Perineal massage with oil

The Oxford Radcliffe NHS Trust Document "Antenatal Perineal Massage" 2011 describes the use of the pregnant mother's thumbs being placed just inside the birth canal, whilst she stands with one foot supported on the toilet. She pulls backwards towards her spine, whilst relaxing her pelvic floor, progressively increasing the pressure under her finger tips until this starts to feel uncomfortable. On the next occasion she uses both thumbs pulling backwards and then sideways, thumbs away from each other, to enlarge the 2 cm diameter opening of the birth canal progressively over time to 10 cm by progressing to use the four fingers of both hands pulling away from each other, painlessly, to avoid causing tearing. It is not possible to stretch this opening further, because this will be limited by the distance between the bony walls of the pelvis.

If preferred by the mother, a trusted partner can also perform the massage, thus avoiding the need for the mother to be standing up and exerting herself. The mother can sit on a floor or in bed with knees bent and slightly apart, and, after applying oil or lubricant, the partner can perform the massage by inserting initially two fingers, pressing down towards the perineum (in the direction of the anus) as far as the pressure is comfortable for the mother. Once this point of maximum pressure is found, hold the position for 30 seconds. Repeat daily, gradually inserting more fingers until able to insert the 4 fingers of both hands, i.e., you have stretched to 10 cm.

==Purposes==
The goal of APM is twofold: to prevent the baby's head from undergoing excessive strain during the last 30 minutes of labour by training the mother to relax her pelvic floor in order to allow the baby's head to pass through the opening; and to reduce postpartum blood loss (as hemorrhage in childbirth is one of the leading causes of maternal deaths) due to perineal tearing and episiotomy, which are associated with increased risk of urinary and fecal incontinence, sexual dysfunction, pelvic organ prolapse, and pelvic floor dysfunction . APM helps to stretch the two fibrous layers within the urogenital membrane and the fibrous coats of the pelvic floor muscles, and by transforming the rigid skin at the opening of the vagina into stretchy, elastic skin, decreasing the risk of tearing and shortening the second stage of labor.
==History==
Antenatal perineal massage or pre-birth obstetric massage (birth canal widening) was reportedly used by African tribal people.
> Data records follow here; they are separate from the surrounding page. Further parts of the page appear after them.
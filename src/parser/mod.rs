pub mod columns;
pub mod rows;

use scraper::Html;
use serde::Serialize;

use crate::models::{StudentRecord, SubjectRecord};
use columns::ColumnMap;
use rows::Row;

/// Everything read off one results page.
#[derive(Debug, Clone, PartialEq, Eq, Serialize)]
pub struct Extraction {
    pub student: StudentRecord,
    pub subjects: Vec<SubjectRecord>,
}

/// Two-pass pipeline: html → classified rows → records.
/// Pure function of its input; never fails.
pub fn extract_page(roll: &str, html: &str, columns: &ColumnMap) -> Extraction {
    let doc = Html::parse_document(html);
    build(roll, &rows::classify_rows(&doc, columns), columns)
}

/// Same as [`extract_page`], plus the student photo used by the single-student view.
pub fn extract_detail(roll: &str, html: &str, columns: &ColumnMap) -> Extraction {
    let doc = Html::parse_document(html);
    let mut extraction = build(roll, &rows::classify_rows(&doc, columns), columns);
    extraction.student.photo = rows::find_photo(&doc, columns);
    extraction
}

fn build(roll: &str, rows: &[Row], columns: &ColumnMap) -> Extraction {
    let mut student = StudentRecord::new(roll);
    let mut subjects = Vec::new();

    for row in rows {
        match row {
            Row::Attribute { key, value } => student.insert(key.clone(), value.clone()),
            Row::Subject { code, cells } => subjects.push(subject(code, cells, columns)),
            Row::ColumnTitles | Row::Other => {}
        }
    }

    Extraction { student, subjects }
}

fn subject(code: &str, cells: &[String], columns: &ColumnMap) -> SubjectRecord {
    let cell = |i: usize| cells.get(i).cloned().unwrap_or_default();
    SubjectRecord {
        code: code.to_string(),
        external: cell(columns.external),
        internal: cell(columns.internal),
        total: cell(columns.total),
        grade: cell(columns.grade),
        status: cell(columns.status),
    }
}

// ── Tests ──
The German obstetrician Welheim Horkel, when visiting a medical mission in the mid-1980s, learned that African tribes used gourds of increasing sizes to stretch the perineum, to avoid tearing during childbirth. He replicated this in a hospital setting using an inflatable silicone balloon naming the device 'Epi-no Delphine Plus’. In the Czech Republic, an improvement on the 'Epi-no Delphine Plus' has been produced, the device being named 'Aniball'. A new perineal massage device, Perimom Perineal Massager, was approved for use in the US and in Europe in late 2021 (FDA-registration and CE approval, respectively).

West Berkshire, England, performed an antenatal massage trial in 1984, and many small trials have been performed worldwide since. Cochrane Collaborate Reports since 2006 have advised that women should be informed that episiotomy is avoidable if they employ digital antenatal perineal massage.

==Effectiveness==

A recent meta-analysis involving 11 randomized clinical trials and more than 3,000 patients in total clearly demonstrated that antenatal perineal massage is associated with a lower risk of severe perineal trauma and postpartum complications. Women who received antenatal perineal massage had significantly lower incidence of episiotomies (RR = 0.79, 95% CI [0.72, 0.87], p < 0.001) and perineal tears (RR = 0.79, 95% CI [0.67, 0.94], p = 0.007), particularly the risk of third- and fourth-degree perineal tears (p = 0.03). Better wound healing and less perineal pain were evident in the antenatal perineal massage group. Antenatal perineal massage reduced the second stage of labor duration (p = 0.005) and anal incontinence (p = 0.003) with significant improvement in baby's Apgar scores at 1 and 5 minutes (p = 0.01 and p = 0.02). Perineal massage by minimising blood loss during birth, decreases the risk of Sheehan's syndrome - the stroke of 'the hormone control centre' on the under surface of the brain, called the pituitary. PubMed.gov 'Sheehan's in modern times: a nationwide retrospective study Iceland 2011'.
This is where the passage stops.